FCPX Decisions

Crews.tv by Dylan Reeve

The new Final Cut Pro X is now available to the public for less than a third of the price of the discontinued FCP 7 suite it replaces.

But if you had to edit a television show with FCP X today, you would probably be struggling because, aside from the name, the new application doesn’t really share a lot in common with the Final Cut Pro we know.

This a Version 1.0 – a completely rewritten 64-bit application designed to work for the future as Apple sees it.

Gone is support for tape-based formats – no batch capture, no print to tape.
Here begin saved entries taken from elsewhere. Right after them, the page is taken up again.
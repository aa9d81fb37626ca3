use std::collections::BTreeMap;

use chrono::{DateTime, Utc};
use thiserror::Error;

use crate::model::ids::{SessionId, UserId};
use crate::model::question::{Difficulty, Domain};
use crate::model::session::{AnswerRecord, QuizMode, QuizSession};

/// Domains scoring below this accuracy are knowledge gaps.
pub const GAP_THRESHOLD: f64 = 0.6;
/// Domains scoring below this accuracy get a recommendation.
pub const REVIEW_THRESHOLD: f64 = 0.7;

#[derive(Debug, Error, Clone, PartialEq, Eq)]
#[non_exhaustive]
pub enum ScoreError {
    #[error("score record for {domain} has no answers")]
    EmptyTotal { domain: Domain },

    #[error("score record for {domain}: correct ({correct}) exceeds total ({total})")]
    CorrectExceedsTotal {
        domain: Domain,
        correct: u32,
        total: u32,
    },

    #[error("session is not finalized")]
    NotFinalized,
}

//
// ─── SCORE RECORD ──────────────────────────────────────────────────────────────
//

/// Per-domain accuracy of one session.
#[derive(Debug, Clone, PartialEq, Eq)]
pub struct ScoreRecord {
    domain: Domain,
    correct: u32,
    total: u32,
}

impl ScoreRecord {
    /// # Errors
    ///
    /// Returns `ScoreError` if `total` is zero or `correct > total`.
    pub fn new(domain: Domain, correct: u32, total: u32) -> Result<Self, ScoreError> {
        if total == 0 {
            return Err(ScoreError::EmptyTotal { domain });
        }
        if correct > total {
            return Err(ScoreError::CorrectExceedsTotal {
                domain,
                correct,
                total,
            });
        }
        Ok(Self {
            domain,
            correct,
            total,
        })
    }

    #[must_use]
    pub fn domain(&self) -> &Domain {
        &self.domain
    }

    #[must_use]
    pub fn correct(&self) -> u32 {
        self.correct
    }

    #[must_use]
    pub fn total(&self) -> u32 {
        self.total
    }

    /// Fraction correct in `[0, 1]`.
    #[must_use]
    pub fn accuracy(&self) -> f64 {
        (f64::from(self.correct) / f64::from(self.total)).clamp(0.0, 1.0)
    }

    /// `100 * correct / total`, clamped to `[0, 100]`.
    #[must_use]
    pub fn percentage(&self) -> f64 {
        (100.0 * self.accuracy()).clamp(0.0, 100.0)
    }
}

/// Aggregate answers into one record per domain, ordered by domain.
///
/// Domains without answers produce no record, so no total is ever zero.
#[must_use]
pub fn aggregate_scores(answers: &[AnswerRecord]) -> Vec<ScoreRecord> {
    let mut per_domain: BTreeMap<&Domain, (u32, u32)> = BTreeMap::new();
    for answer in answers {
        let entry = per_domain.entry(&answer.domain).or_insert((0, 0));
        if answer.correct {
            entry.0 = entry.0.saturating_add(1);
        }
        entry.1 = entry.1.saturating_add(1);
    }

    per_domain
        .into_iter()
        .map(|(domain, (correct, total))| ScoreRecord {
            domain: domain.clone(),
            correct,
            total,
        })
        .collect()
}

//
// ─── SESSION RESULT ────────────────────────────────────────────────────────────
//

/// Finalized outcome of a session: its identity plus per-domain scores.
#[derive(Debug, Clone, PartialEq)]
pub struct SessionResult {
    session_id: SessionId,
    user_id: UserId,
    mode: QuizMode,
    started_at: DateTime<Utc>,
    completed_at: DateTime<Utc>,
    records: Vec<ScoreRecord>,
}

impl SessionResult {
    /// Score a finalized session.
    ///
    /// # Errors
    ///
    /// Returns `ScoreError::NotFinalized` for an open session.
    pub fn from_session(session: &QuizSession) -> Result<Self, ScoreError> {
        let completed_at = session.completed_at().ok_or(ScoreError::NotFinalized)?;
        Ok(Self {
            session_id: session.id(),
            user_id: session.user_id().clone(),
            mode: session.mode(),
            started_at: session.started_at(),
            completed_at,
            records: aggregate_scores(session.answers()),
        })
    }

    /// Rehydrate from persisted parts. Records are re-sorted by domain.
    #[must_use]
    pub fn from_persisted(
        session_id: SessionId,
        user_id: UserId,
        mode: QuizMode,
        started_at: DateTime<Utc>,
        completed_at: DateTime<Utc>,
        mut records: Vec<ScoreRecord>,
    ) -> Self {
        records.sort_by(|a, b| a.domain.cmp(&b.domain));
        Self {
            session_id,
            user_id,
            mode,
            started_at,
            completed_at,
            records,
        }
    }

    #[must_use]
    pub fn session_id(&self) -> SessionId {
        self.session_id
    }

    #[must_use]
    pub fn user_id(&self) -> &UserId {
        &self.user_id
    }

    #[must_use]
    pub fn mode(&self) -> QuizMode {
        self.mode
    }

    #[must_use]
    pub fn started_at(&self) -> DateTime<Utc> {
        self.started_at
    }

    #[must_use]
    pub fn completed_at(&self) -> DateTime<Utc> {
        self.completed_at
    }

    #[must_use]
    pub fn records(&self) -> &[ScoreRecord] {
        &self.records
    }

    #[must_use]
    pub fn record_for(&self, domain: &Domain) -> Option<&ScoreRecord> {
        self.records.iter().find(|r| &r.domain == domain)
    }

    #[must_use]
    pub fn total_questions(&self) -> u32 {
        self.records.iter().map(ScoreRecord::total).sum()
    }

    #[must_use]
    pub fn correct_answers(&self) -> u32 {
        self.records.iter().map(ScoreRecord::correct).sum()
    }

    /// Overall fraction correct; zero for a session without answers.
    #[must_use]
    pub fn accuracy(&self) -> f64 {
        let total = self.total_questions();
        if total == 0 {
            return 0.0;
        }
        f64::from(self.correct_answers()) / f64::from(total)
    }

    #[must_use]
    pub fn performance_level(&self) -> Difficulty {
        Difficulty::from_accuracy(self.accuracy())
    }

    /// Domains below `GAP_THRESHOLD`, weakest first.
    #[must_use]
    pub fn knowledge_gaps(&self) -> Vec<&Domain> {
        self.weakest_below(GAP_THRESHOLD)
    }

    /// Domains below `REVIEW_THRESHOLD`, weakest first.
    #[must_use]
    pub fn needs_review(&self) -> Vec<&Domain> {
        self.weakest_below(REVIEW_THRESHOLD)
    }

    /// Domains at or above 80%.
    #[must_use]
    pub fn strengths(&self) -> Vec<&Domain> {
        self.records
            .iter()
            .filter(|r| r.accuracy() >= 0.8)
            .map(ScoreRecord::domain)
            .collect()
    }

    fn weakest_below(&self, threshold: f64) -> Vec<&Domain> {
        let mut below: Vec<&ScoreRecord> = self
            .records
            .iter()
            .filter(|r| r.accuracy() < threshold)
            .collect();
        below.sort_by(|a, b| {
            a.accuracy()
                .total_cmp(&b.accuracy())
                .then_with(|| a.domain.cmp(&b.domain))
        });
        below.into_iter().map(ScoreRecord::domain).collect()
    }
}

#[cfg(test)]
mod tests {
    use super::*;
    use crate::model::ids::QuestionId;
    use crate::time::fixed_now;
    use chrono::Duration;

    fn domain(name: &str) -> Domain {
        Domain::new(name).unwrap()
    }

    fn answer(id: u64, name: &str, correct: bool) -> AnswerRecord {
        AnswerRecord {
            question_id: QuestionId::new(id),
            domain: domain(name),
            difficulty: Difficulty::Intermediate,
            answer: "a".into(),
            correct,
            time_taken: Duration::seconds(1),
            answered_at: fixed_now(),
        }
    }

    #[test]
    fn percentage_matches_formula() {
        let record = ScoreRecord::new(domain("gans"), 3, 5).unwrap();
        assert!((record.percentage() - 60.0).abs() < f64::EPSILON);
        let perfect = ScoreRecord::new(domain("gans"), 4, 4).unwrap();
        assert!((perfect.percentage() - 100.0).abs() < f64::EPSILON);
        let zero = ScoreRecord::new(domain("gans"), 0, 4).unwrap();
        assert_eq!(zero.percentage(), 0.0);
    }

    #[test]
    fn record_rejects_zero_total_and_overflow() {
        assert!(matches!(
            ScoreRecord::new(domain("gans"), 0, 0),
            Err(ScoreError::EmptyTotal { .. })
        ));
        assert!(matches!(
            ScoreRecord::new(domain("gans"), 3, 2),
            Err(ScoreError::CorrectExceedsTotal { .. })
        ));
    }

    #[test]
    fn aggregate_groups_by_domain() {
        let answers = vec![
            answer(1, "pytorch", true),
            answer(2, "gans", false),
            answer(3, "pytorch", false),
            answer(4, "pytorch", true),
        ];
        let records = aggregate_scores(&answers);
        assert_eq!(records.len(), 2);
        assert_eq!(records[0].domain().as_str(), "gans");
        assert_eq!((records[0].correct(), records[0].total()), (0, 1));
        assert_eq!((records[1].correct(), records[1].total()), (2, 3));
        assert!(records.iter().all(|r| r.total() > 0));
    }

    #[test]
    fn aggregate_of_nothing_is_empty() {
        assert!(aggregate_scores(&[]).is_empty());
    }

    #[test]
    fn result_derives_gaps_and_level() {
        let result = SessionResult::from_persisted(
            SessionId::generate(),
            UserId::new("u").unwrap(),
            QuizMode::Quick,
            fixed_now(),
            fixed_now(),
            vec![
                ScoreRecord::new(domain("b"), 1, 4).unwrap(),
                ScoreRecord::new(domain("a"), 4, 4).unwrap(),
                ScoreRecord::new(domain("c"), 2, 3).unwrap(),
            ],
        );
        assert_eq!(result.records()[0].domain().as_str(), "a");
        assert_eq!(result.total_questions(), 11);
        assert_eq!(result.correct_answers(), 7);
        assert_eq!(result.performance_level(), Difficulty::Intermediate);
        let gaps: Vec<&str> = result.knowledge_gaps().iter().map(|d| d.as_str()).collect();
        assert_eq!(gaps, vec!["b"]);
        let review: Vec<&str> = result.needs_review().iter().map(|d| d.as_str()).collect();
        assert_eq!(review, vec!["b", "c"]);
        assert_eq!(result.strengths().len(), 1);
    }

    #[test]
    fn open_session_cannot_be_scored() {
        let session = QuizSession::start(
            SessionId::generate(),
            UserId::new("u").unwrap(),
            QuizMode::Full,
            3,
            fixed_now(),
        )
        .unwrap();
        assert_eq!(
            SessionResult::from_session(&session).unwrap_err(),
            ScoreError::NotFinalized
        );
    }
}
//! Bus timing, in whole microseconds. Windows are absolute; the bus runs at about 250 kbit/s
//! regardless of how fast the counter ticks.

/// Width of one bit cell.
pub const BIT_CELL: u32 = 4;
/// Width of the RDDATA pulse that carries a 1 bit.
pub const TX_PULSE: u32 = 1;
/// Remainder of the cell after the pulse.
pub const TX_GAP: u32 = BIT_CELL - TX_PULSE;
/// Delay between seeing REQ and the first transmitted pulse.
pub const TX_LEAD_IN: u32 = 1;

/// Settling delay used at the start of every transfer, and before sampling the first byte.
pub const SETTLE: u32 = 1;
/// Delay from a byte's leading edge to its first sample.
pub const RX_SAMPLE_OFFSET: u32 = 2;
/// Time past the last cell of a byte to wait for the next leading edge; expiry ends the frame.
pub const RX_BYTE_SNOOZE: u32 = 19;

/// How long to wait for the host to raise REQ. Hosts have been measured at around 40.
pub const REQ_TIMEOUT: u32 = 100;
/// How long to wait for WRDATA to settle low once REQ is up: one byte.
pub const WRDATA_IDLE_TIMEOUT: u32 = 32;
/// How long to wait for the host to drop REQ after ACK changes at the end of a transfer.
pub const REQ_RELEASE_TIMEOUT: u32 = 1000;
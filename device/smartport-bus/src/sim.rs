//! A bus in software: a virtual clock, the eight lines, and a scripted host on the other end.
//!
//! Time only moves when the device looks at the bus. Every counter read and every line read
//! advances the clock by one tick; driving a line takes no time. With ten ticks per
//! microsecond and no calibration, the engine's alarms land exactly on tick boundaries, so
//! captured waveforms can be checked to the tick.

use crate::config::{BusConfig, TimerConfig};
use crate::hal::{BusPins, Counter, Line};
use crate::phase::Phase;
use crate::timing;
use alloc::collections::VecDeque;
use alloc::rc::Rc;
use alloc::vec::Vec;
use core::cell::RefCell;
use log::trace;

/// One transfer, from the host's point of view.
#[derive(Debug, Clone, Eq, PartialEq)]
pub enum HostStep {
    /// Raise REQ `delay` ticks after the previous step, clock out `bytes` on WRDATA, and drop
    /// REQ once the device enables ACK.
    Send { bytes: Vec<u8>, delay: u64 },
    /// Raise REQ `delay` ticks after the device drives ACK high, record RDDATA, and drop REQ
    /// `delay` ticks after ACK falls.
    Receive { delay: u64 },
}
impl HostStep {
    pub fn send(bytes: &[u8], delay: u64) -> Self {
        Self::Send {
            bytes: bytes.to_vec(),
            delay,
        }
    }
    pub fn receive(delay: u64) -> Self {
        Self::Receive { delay }
    }
}

enum Activity {
    Idle,
    Sending {
        req_at: u64,
        /// WRDATA level changes, in time order. WRDATA is high before the first.
        edges: Vec<(u64, bool)>,
        acked_at: Option<u64>,
    },
    Receiving {
        delay: u64,
        ack_high_at: Option<u64>,
        ack_low_at: Option<u64>,
        pulses: Vec<u64>,
    },
}

struct State {
    clock: u64,
    counter_base: u64,
    phases: Vec<(u64, [bool; 4])>,
    script: VecDeque<HostStep>,
    activity: Activity,
    step_origin: u64,
    ack_output: bool,
    ack_latch: bool,
    read_data_output: bool,
    read_data_latch: bool,
    read_data_edges: Vec<(u64, bool)>,
    captures: Vec<Vec<u64>>,
}

impl State {
    fn tick(&mut self) {
        self.clock += 1;
        self.advance();
    }

    /// Retires finished steps and starts the next one.
    fn advance(&mut self) {
        loop {
            match &mut self.activity {
                Activity::Idle => {
                    let Some(step) = self.script.pop_front() else {
                        return;
                    };
                    self.activity = match step {
                        HostStep::Send { bytes, delay } => {
                            let req_at = self.step_origin + delay;
                            trace!("[sim]: host sends {} bytes at {req_at}", bytes.len());
                            Activity::Sending {
                                req_at,
                                edges: waveform(&bytes, req_at + SimBus::DATA_LEAD_TICKS),
                                acked_at: None,
                            }
                        }
                        HostStep::Receive { delay } => Activity::Receiving {
                            delay,
                            ack_high_at: None,
                            ack_low_at: None,
                            pulses: Vec::new(),
                        },
                    };
                }
                Activity::Sending {
                    acked_at: Some(acked_at),
                    ..
                } => {
                    let done = *acked_at + SimBus::RELEASE_TICKS;
                    if self.clock < done {
                        return;
                    }
                    self.step_origin = done;
                    self.activity = Activity::Idle;
                }
                Activity::Receiving {
                    delay,
                    ack_low_at: Some(ack_low_at),
                    pulses,
                    ..
                } => {
                    let done = *ack_low_at + *delay;
                    if self.clock < done {
                        return;
                    }
                    trace!("[sim]: host received {} pulses", pulses.len());
                    self.captures.push(core::mem::take(pulses));
                    self.step_origin = done;
                    self.activity = Activity::Idle;
                }
                _ => return,
            }
        }
    }

    fn level(&self, line: Line) -> bool {
        let t = self.clock;
        match line {
            Line::Phase0 => self.phase_levels(t)[0],
            Line::Phase1 => self.phase_levels(t)[1],
            Line::Phase2 => self.phase_levels(t)[2],
            Line::Phase3 => self.phase_levels(t)[3],
            Line::Request => match &self.activity {
                Activity::Idle => false,
                Activity::Sending {
                    req_at, acked_at, ..
                } => t >= *req_at && acked_at.map_or(true, |a| t < a + SimBus::RELEASE_TICKS),
                Activity::Receiving {
                    delay,
                    ack_high_at,
                    ack_low_at,
                    ..
                } => {
                    ack_high_at.is_some_and(|h| t >= h + delay)
                        && ack_low_at.map_or(true, |l| t < l + delay)
                }
            },
            Line::WriteData => match &self.activity {
                Activity::Sending { edges, .. } => {
                    let i = edges.partition_point(|e| e.0 <= t);
                    i == 0 || edges[i - 1].1
                }
                _ => true,
            },
            Line::Acknowledge => self.ack_output && self.ack_latch,
            Line::ReadData => self.read_data_output && self.read_data_latch,
        }
    }

    fn phase_levels(&self, t: u64) -> [bool; 4] {
        let i = self.phases.partition_point(|p| p.0 <= t);
        if i == 0 {
            [false; 4]
        } else {
            self.phases[i - 1].1
        }
    }

    fn ack_changed(&mut self) {
        let t = self.clock;
        let (output, latch) = (self.ack_output, self.ack_latch);
        match &mut self.activity {
            Activity::Sending {
                req_at, acked_at, ..
            } => {
                if acked_at.is_none() && output && !latch && t >= *req_at {
                    *acked_at = Some(t);
                }
            }
            Activity::Receiving {
                ack_high_at,
                ack_low_at,
                ..
            } => {
                let high = output && latch;
                if ack_high_at.is_none() && high {
                    *ack_high_at = Some(t);
                } else if ack_high_at.is_some() && ack_low_at.is_none() && !high {
                    *ack_low_at = Some(t);
                }
            }
            Activity::Idle => {}
        }
    }
}

/// WRDATA level changes for `bytes` sent back to back from `start`, starting from high.
fn waveform(bytes: &[u8], start: u64) -> Vec<(u64, bool)> {
    let mut level = true;
    let mut edges = Vec::new();
    for (i, byte) in bytes.iter().enumerate() {
        for bit in 0..8 {
            if byte & (0x80 >> bit) != 0 {
                level = !level;
                let cell = (i * 8 + bit) as u64;
                edges.push((start + cell * SimBus::CELL_TICKS, level));
            }
        }
    }
    edges
}

/// Reassembles bytes from the rising edges of a RDDATA capture. The first edge is the first
/// bit of the first byte; trailing zero bits are implied.
pub fn decode_pulses(rising: &[u64], cell_ticks: u64) -> Vec<u8> {
    let Some(&first) = rising.first() else {
        return Vec::new();
    };
    let slots: Vec<usize> = rising
        .iter()
        .map(|t| ((t - first) / cell_ticks) as usize)
        .collect();
    let bits = slots.last().map_or(0, |s| s + 1);
    let mut bytes = alloc::vec![0u8; bits.div_ceil(8)];
    for slot in slots {
        bytes[slot / 8] |= 0x80 >> (slot % 8);
    }
    bytes
}

/// Handle on a simulated bus, for scripting the host and inspecting the lines.
#[derive(Clone)]
pub struct SimBus(Rc<RefCell<State>>);

impl SimBus {
    pub const TICKS_PER_US: u32 = 10;
    pub const CELL_TICKS: u64 = (timing::BIT_CELL * Self::TICKS_PER_US) as u64;
    pub const PULSE_TICKS: u64 = (timing::TX_PULSE * Self::TICKS_PER_US) as u64;
    /// Time from REQ to the first WRDATA transition of a sent frame.
    pub const DATA_LEAD_TICKS: u64 = 50;
    /// Time from ACK enabled to REQ dropped, at the end of a sent frame.
    pub const RELEASE_TICKS: u64 = 30;

    pub fn new() -> Self {
        Self(Rc::new(RefCell::new(State {
            clock: 0,
            counter_base: 0,
            phases: Vec::new(),
            script: VecDeque::new(),
            activity: Activity::Idle,
            step_origin: 0,
            ack_output: false,
            ack_latch: false,
            read_data_output: false,
            read_data_latch: false,
            read_data_edges: Vec::new(),
            captures: Vec::new(),
        })))
    }

    /// Engine configuration matching the simulated clock.
    pub fn config() -> BusConfig {
        BusConfig {
            timer: TimerConfig {
                ticks_per_us: Self::TICKS_PER_US,
                calibration_ticks: 0,
            },
            ..BusConfig::default()
        }
    }

    pub fn pins(&self) -> SimPins {
        SimPins(self.0.clone())
    }

    pub fn counter(&self) -> SimCounter {
        SimCounter(self.0.clone())
    }

    /// Queues host transfers. Timing of the first is relative to the end of the last step
    /// already run, or to the start of the simulation.
    pub fn script(&self, steps: impl IntoIterator<Item = HostStep>) {
        let mut state = self.0.borrow_mut();
        state.script.extend(steps);
        state.advance();
    }

    /// Whether every scripted step has run to completion.
    pub fn script_done(&self) -> bool {
        let state = self.0.borrow();
        state.script.is_empty() && matches!(state.activity, Activity::Idle)
    }

    /// Sets the phase lines from now on.
    pub fn set_phase(&self, phase: Phase) {
        let now = self.now();
        self.schedule_phase(now, phase);
    }

    /// Sets the phase lines from tick `at` on.
    pub fn schedule_phase(&self, at: u64, phase: Phase) {
        let levels = match phase {
            Phase::Idle => [false; 4],
            Phase::Reset => [true, false, true, false],
            Phase::Enable => [false, true, false, true],
        };
        let mut state = self.0.borrow_mut();
        let i = state.phases.partition_point(|p| p.0 <= at);
        state.phases.insert(i, (at, levels));
    }

    pub fn now(&self) -> u64 {
        self.0.borrow().clock
    }

    /// Level of `line` right now, without letting time pass.
    pub fn level(&self, line: Line) -> bool {
        let mut state = self.0.borrow_mut();
        state.advance();
        state.level(line)
    }

    pub fn ack_enabled(&self) -> bool {
        self.0.borrow().ack_output
    }

    pub fn read_data_enabled(&self) -> bool {
        self.0.borrow().read_data_output
    }

    /// Every RDDATA latch write, as (tick, level).
    pub fn read_data_edges(&self) -> Vec<(u64, bool)> {
        self.0.borrow().read_data_edges.clone()
    }

    /// RDDATA rising edges seen by each completed receive step.
    pub fn captures(&self) -> Vec<Vec<u64>> {
        self.0.borrow().captures.clone()
    }
}

impl Default for SimBus {
    fn default() -> Self {
        Self::new()
    }
}

pub struct SimPins(Rc<RefCell<State>>);

impl BusPins for SimPins {
    fn level(&mut self, line: Line) -> bool {
        let mut state = self.0.borrow_mut();
        state.tick();
        state.level(line)
    }

    fn drive(&mut self, line: Line, high: bool) {
        let mut state = self.0.borrow_mut();
        state.advance();
        match line {
            Line::Acknowledge => {
                state.ack_latch = high;
                state.ack_changed();
            }
            Line::ReadData => {
                state.read_data_latch = high;
                let t = state.clock;
                state.read_data_edges.push((t, high));
                let output = state.read_data_output;
                if let Activity::Receiving { pulses, .. } = &mut state.activity {
                    if high && output {
                        pulses.push(t);
                    }
                }
            }
            _ => {}
        }
    }

    fn set_output(&mut self, line: Line, enabled: bool) {
        let mut state = self.0.borrow_mut();
        state.advance();
        match line {
            Line::Acknowledge => {
                state.ack_output = enabled;
                state.ack_changed();
            }
            Line::ReadData => state.read_data_output = enabled,
            _ => {}
        }
    }
}

pub struct SimCounter(Rc<RefCell<State>>);

impl Counter for SimCounter {
    fn read(&mut self) -> u64 {
        let mut state = self.0.borrow_mut();
        state.tick();
        state.clock - state.counter_base
    }

    fn reset(&mut self) {
        let mut state = self.0.borrow_mut();
        state.counter_base = state.clock;
    }
}
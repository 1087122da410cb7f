use crate::hal::{BusPins, Line};

/// Bus state encoded on the four phase lines.
#[derive(Debug, Copy, Clone, Eq, PartialEq)]
pub enum Phase {
    Idle,
    /// PH0 and PH2 up, PH1 and PH3 down.
    Reset,
    /// PH1 and PH3 up; PH0 and PH2 don't matter.
    Enable,
}
impl Phase {
    /// Classifies one snapshot of PH0..PH3. Enable takes precedence over reset.
    pub const fn classify(levels: [bool; 4]) -> Self {
        let [ph0, ph1, ph2, ph3] = levels;
        if ph1 && ph3 {
            Self::Enable
        } else if ph0 && ph2 && !ph1 && !ph3 {
            Self::Reset
        } else {
            Self::Idle
        }
    }

    /// Samples the phase lines. Not debounced.
    pub fn read<P: BusPins + ?Sized>(pins: &mut P) -> Self {
        Self::classify(Line::PHASES.map(|line| pins.level(line)))
    }
}

#[cfg(test)]
mod tests {
    use super::*;

    #[test]
    fn test_truth_table() {
        for bits in 0u8..16 {
            let levels = [0, 1, 2, 3].map(|i| bits & (1 << i) != 0);
            let expected = match bits {
                // PH1 | PH3 (with any PH0/PH2)
                0b1010 | 0b1011 | 0b1110 | 0b1111 => Phase::Enable,
                // PH0 | PH2 alone
                0b0101 => Phase::Reset,
                _ => Phase::Idle,
            };
            assert_eq!(Phase::classify(levels), expected, "levels {levels:?}");
        }
    }

    struct Levels([bool; 4]);
    impl BusPins for Levels {
        fn level(&mut self, line: Line) -> bool {
            match line {
                Line::Phase0 => self.0[0],
                Line::Phase1 => self.0[1],
                Line::Phase2 => self.0[2],
                Line::Phase3 => self.0[3],
                _ => false,
            }
        }
        fn drive(&mut self, _: Line, _: bool) {}
        fn set_output(&mut self, _: Line, _: bool) {}
    }

    #[test]
    fn test_read_lines_in_order() {
        assert_eq!(Phase::read(&mut Levels([true, false, true, false])), Phase::Reset);
        assert_eq!(Phase::read(&mut Levels([false, true, false, true])), Phase::Enable);
        assert_eq!(Phase::read(&mut Levels([true, true, false, false])), Phase::Idle);
    }
}
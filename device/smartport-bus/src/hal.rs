//! What the engine needs from the board: eight bus lines and a free-running counter.

/// Bus lines, named from the device's side.
#[derive(Debug, Copy, Clone, Eq, PartialEq, Hash)]
pub enum Line {
    Phase0,
    Phase1,
    Phase2,
    Phase3,
    /// REQ, driven by the host.
    Request,
    /// ACK, driven by the device while enabled, high impedance otherwise.
    Acknowledge,
    /// WRDATA, host to device.
    WriteData,
    /// RDDATA, device to host; only driven during a transmit.
    ReadData,
}
impl Line {
    pub const PHASES: [Line; 4] = [Line::Phase0, Line::Phase1, Line::Phase2, Line::Phase3];
}

pub trait BusPins {
    /// Current level of `line`; `true` is high.
    fn level(&mut self, line: Line) -> bool;
    /// Sets the output latch of `line`. Takes effect on the bus once the driver is enabled.
    fn drive(&mut self, line: Line, high: bool);
    /// Enables or releases the output driver of `line`.
    fn set_output(&mut self, line: Line, enabled: bool);
}

/// Free-running tick counter. Must not wrap within any single wait.
pub trait Counter {
    fn read(&mut self) -> u64;
    /// Restarts counting from zero.
    fn reset(&mut self);
}
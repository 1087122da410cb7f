#![cfg_attr(not(any(test, feature = "std")), no_std)]
//! Wire format shared by the SmartPort device engine and host-side tooling.

/// Command codes carried in the first payload byte of a command packet.
pub mod command;
/// Packet encoding and decoding, for both sides.
pub mod packet;

pub use command::CommandCode;

/// Sync bytes sent ahead of every packet. The receiver's framing eats the first one.
pub const SYNC_BYTES: [u8; 6] = [0xff, 0x3f, 0xcf, 0xf3, 0xfc, 0xff];

/// Packet begin mark, directly after the sync bytes.
pub const PBEGIN: u8 = 0xc3;
/// Packet end mark, directly after the checksum bytes.
pub const PEND: u8 = 0xc8;

/// Identity the host uses for itself in DEST/SRC.
pub const HOST_ID: u8 = 0x80;

/// Marker bits OR'd into both checksum bytes.
pub const CHECKSUM_MARKER: u8 = 0xaa;

/// Capacity of a packet buffer. A 512-byte data packet is 604 bytes with its terminator; the
/// rest is headroom for whatever the host clocks out after PEND.
pub const PACKET_BUFFER_LEN: usize = 768;

/// Size of a disk block, i.e. the payload of a data packet.
pub const BLOCK_LEN: usize = 512;

/// Packet TYPE field values.
pub mod packet_type {
    /// Command packet, and status/init reply.
    pub const STATUS: u8 = 0x80;
    /// Reply to a write-block data packet.
    pub const WRITE_STATUS: u8 = 0x81;
    /// Data packet.
    pub const DATA: u8 = 0x82;
    /// Extended-command data packet.
    pub const EXTENDED_DATA: u8 = 0xc2;
}

/// STAT byte values used by the fixed replies.
pub mod status {
    /// Reply STAT for a successful status-type reply.
    pub const OK: u8 = 0x80;
    /// Init reply STAT marking the last device in the chain.
    pub const LAST_DEVICE: u8 = 0xff;
    /// Init reply STAT for a device that has more devices behind it.
    pub const NOT_LAST_DEVICE: u8 = 0x80;
    /// STAT of the error reply.
    pub const ERROR_REPLY: u8 = 0xa1;
    /// SmartPort bus error code, returned when a data packet fails its checksum.
    pub const BUS_ERROR: u8 = 0x06;
}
Interchange between applications is also currently unavailable – no EDL, XML or OMF export, and even Final Cut Pro projects can’t be imported (although iMovie projects can).

Project based media and bins have been dumped. Instead, all media is visible in all projects and sorted into Events in the Library – which could quickly become problematic if you have multiple projects for multiple clients.

FCP X also shifts the editing paradigm we are used to. There are no longer source and record monitors (or viewer and canvas). Instead source clips are previewed in place in the Library or within the main video window.

The concept of tracks has vanished too, replaced by the Storyline. When new clips are added to the timeline the old ones are either shifted out of the way, or the new ones create a new layer on top – move a clip around the timeline (Storyline) and other clips will automatically move out of the way – a feature called the Magnetic Timeline. read more...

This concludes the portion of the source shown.